De Vicari Desirèe, Barba Marta, Cola Alice, Frigerio Matteo
Department of Gynecology, IRCCS San Gerardo dei Tintori, University of Milano-Bicocca, 20900 Monza, Italy.
Biomedicines. 2025 Jun 11;13(6):1432. doi: 10.3390/biomedicines13061432.
Urethral diverticulum (UD) during pregnancy is a rare clinical condition, with limited literature available to guide standardized management. Fewer than a dozen well-documented cases have been reported, but they reflect a wide range of clinical approaches from antenatal surgery to postpartum intervention. We report the case of a 36-year-old woman diagnosed at 34 weeks of gestation with a 5.5 cm urethral diverticulum, presenting with suprapubic pain, urinary dribbling, and green vaginal discharge. Conservative management was pursued due to obstetric concerns, including multiple uterine fibroids and risk of preterm labor. Advanced ultrasonographic techniques-biplane transvaginal imaging, transperineal ultrasound, and 3D surface rendering-enabled a detailed anatomical assessment of parameters including the lesion's size, shape, and relationship to the urethra, without resorting to invasive diagnostics. The diverticulum was found to cause 90° urethral angulation and had a C-shaped configuration, with a volume of 11.5 cm. Following antibiotic treatment, the patient's symptoms improved, and she remained clinically stable. She was scheduled for vaginal delivery followed by postpartum diverticulectomy. This case illustrates the diagnostic value of high-resolution ultrasound in pregnancy and supports literature recommendations favoring conservative treatment and delayed surgery to reduce maternal and fetal risk. Vaginal delivery remains a viable option in select UD cases.
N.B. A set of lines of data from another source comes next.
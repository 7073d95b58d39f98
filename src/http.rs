//! Transport primitives for calls against the courier API.
//!
//! The crate talks to the network only through [`HttpTransport`], using its own
//! [`HttpRequest`]/[`HttpResponse`] types so hosts can plug in a custom HTTP stack (or a
//! recording double in tests). With the default `reqwest` feature, [`ReqwestTransport`] is the
//! built-in implementation.

// self
use crate::{_prelude::*, error::TransportError};

/// Timeout applied to every request by the built-in transport.
pub const DEFAULT_TIMEOUT: Duration = Duration::seconds(30);

/// Boxed future returned by [`HttpTransport::send`].
pub type TransportFuture<'a> =
	Pin<Box<dyn Future<Output = Result<HttpResponse, TransportError>> + 'a + Send>>;

/// Abstraction over HTTP stacks able to deliver a single request.
///
/// Implementations resolve with an [`HttpResponse`] for every status code, including 4xx and
/// 5xx. Only failures that prevent a response (connection refused, DNS, timeout) are reported as
/// [`TransportError`].
pub trait HttpTransport
where
	Self: 'static + Send + Sync,
{
	/// Sends `request` and resolves with the raw response.
	fn send(&self, request: HttpRequest) -> TransportFuture<'_>;
}

/// HTTP methods used by the courier API.
#[derive(Clone, Copy, Debug, PartialEq, Eq, Hash)]
pub enum Method {
	/// `GET`
	Get,
	/// `POST`
	Post,
}
impl Method {
	/// Returns the canonical upper-case method name.
	pub const fn as_str(self) -> &'static str {
		match self {
			Method::Get => "GET",
			Method::Post => "POST",
		}
	}
}
impl Display for Method {
	fn fmt(&self, f: &mut Formatter) -> FmtResult {
		f.write_str(self.as_str())
	}
}

/// Fully resolved request handed to an [`HttpTransport`].
#[derive(Clone, PartialEq, Eq)]
pub struct HttpRequest {
	/// Request method.
	pub method: Method,
	/// Absolute target URL.
	pub url: Url,
	/// Header name/value pairs in insertion order.
	pub headers: Vec<(String, String)>,
	/// Serialized request body.
	pub body: Option<Vec<u8>>,
}
impl HttpRequest {
	/// Creates a request without headers or body.
	pub fn new(method: Method, url: Url) -> Self {
		Self { method, url, headers: Vec::new(), body: None }
	}

	/// Appends a header.
	pub fn header(mut self, name: impl Into<String>, value: impl Into<String>) -> Self {
		self.headers.push((name.into(), value.into()));

		self
	}

	/// Sets a JSON body.
	pub fn json(mut self, body: &Value) -> Self {
		self.body = Some(body.to_string().into_bytes());

		self
	}

	/// Returns the first header matching `name`, compared case-insensitively.
	pub fn header_value(&self, name: &str) -> Option<&str> {
		self.headers
			.iter()
			.find(|(key, _)| key.eq_ignore_ascii_case(name))
			.map(|(_, value)| value.as_str())
	}
}
impl Debug for HttpRequest {
	fn fmt(&self, f: &mut Formatter) -> FmtResult {
		let headers = self
			.headers
			.iter()
			.map(|(name, value)| {
				if name.eq_ignore_ascii_case("authorization") {
					(name.as_str(), "<redacted>")
				} else {
					(name.as_str(), value.as_str())
				}
			})
			.collect::<Vec<_>>();

		f.debug_struct("HttpRequest")
			.field("method", &self.method)
			.field("url", &self.url.as_str())
			.field("headers", &headers)
			.field("body_len", &self.body.as_ref().map(Vec::len))
			.finish()
	}
}

/// Raw response returned by an [`HttpTransport`].
#[derive(Clone, Debug, PartialEq, Eq)]
pub struct HttpResponse {
	/// HTTP status code.
	pub status: u16,
	/// Response body bytes.
	pub body: Vec<u8>,
}
impl HttpResponse {
	/// Creates a response from its parts.
	pub fn new(status: u16, body: impl Into<Vec<u8>>) -> Self {
		Self { status, body: body.into() }
	}

	/// Returns `true` for 2xx statuses.
	pub fn is_success(&self) -> bool {
		(200..300).contains(&self.status)
	}

	/// Body decoded as UTF-8, replacing invalid sequences.
	pub fn text(&self) -> String {
		String::from_utf8_lossy(&self.body).into_owned()
	}
}

/// Thin wrapper around [`reqwest::Client`] so shared HTTP behavior lives in one place.
#[cfg(feature = "reqwest")]
#[derive(Clone, Debug)]
pub struct ReqwestTransport(reqwest::Client);
#[cfg(feature = "reqwest")]
impl ReqwestTransport {
	/// Builds a client that aborts requests after `timeout`.
	pub fn new(timeout: Duration) -> Result<Self, crate::error::ConfigError> {
		let client = reqwest::Client::builder().timeout(timeout.unsigned_abs()).build()?;

		Ok(Self(client))
	}

	/// Wraps an existing reqwest [`Client`](reqwest::Client); its own timeout settings apply.
	pub fn with_client(client: reqwest::Client) -> Self {
		Self(client)
	}
}
#[cfg(feature = "reqwest")]
impl AsRef<reqwest::Client> for ReqwestTransport {
	fn as_ref(&self) -> &reqwest::Client {
		&self.0
	}
}
#[cfg(feature = "reqwest")]
impl HttpTransport for ReqwestTransport {
	fn send(&self, request: HttpRequest) -> TransportFuture<'_> {
		Box::pin(async move {
			let method = match request.method {
				Method::Get => reqwest::Method::GET,
				Method::Post => reqwest::Method::POST,
			};
			let mut builder = self.0.request(method, request.url);

			for (name, value) in request.headers {
				builder = builder.header(name, value);
			}
			if let Some(body) = request.body {
				builder = builder.body(body);
			}

			let response = builder.send().await?;
			let status = response.status().as_u16();
			let body = response.bytes().await?.to_vec();

			Ok(HttpResponse { status, body })
		})
	}
}

#[cfg(test)]
mod tests {
	// self
	use super::*;

	#[test]
	fn request_builder_collects_headers_and_body() {
		let url = Url::parse("https://courier-api-sandbox.pathao.com/aladdin/api/v1/city-list")
			.expect("Fixture URL should parse.");
		let request = HttpRequest::new(Method::Post, url)
			.header("Accept", "application/json")
			.header("Authorization", "Bearer secret-token")
			.json(&serde_json::json!({ "store_id": 1 }));

		assert_eq!(request.header_value("accept"), Some("application/json"));
		assert_eq!(request.body.as_deref(), Some(&b"{\"store_id\":1}"[..]));

		let rendered = format!("{request:?}");

		assert!(rendered.contains("<redacted>"));
		assert!(!rendered.contains("secret-token"));
	}

	#[test]
	fn response_success_covers_2xx_only() {
		assert!(HttpResponse::new(200, Vec::new()).is_success());
		assert!(HttpResponse::new(204, Vec::new()).is_success());
		assert!(!HttpResponse::new(302, Vec::new()).is_success());
		assert!(!HttpResponse::new(422, b"{}".to_vec()).is_success());
	}
}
孕期尿道憩室(UD)是一种罕见的临床病症,可供指导标准化管理的文献有限。已报道的有充分记录的病例不足一打,但它们反映了从产前手术到产后干预的广泛临床方法。我们报告一例36岁女性病例,该患者在妊娠34周时被诊断出患有5.5厘米的尿道憩室,表现为耻骨上疼痛、尿滴沥和绿色阴道分泌物。由于产科方面的考虑,包括多发性子宫肌瘤和早产风险,采取了保守治疗。先进的超声技术——双平面经阴道成像、经会阴超声和三维表面成像——能够在不借助侵入性诊断的情况下,对包括病变大小、形状以及与尿道关系等参数进行详细的解剖学评估。发现该憩室导致尿道成90°角,呈C形结构,容积为11.5立方厘米。经过抗生素治疗后,患者症状改善,临床状况保持稳定。她计划进行阴道分娩,随后进行产后憩室切除术。该病例说明了高分辨率超声在孕期的诊断价值,并支持有利于保守治疗和延迟手术以降低母婴风险的文献建议。在某些UD病例中,阴道分娩仍然是一种可行的选择。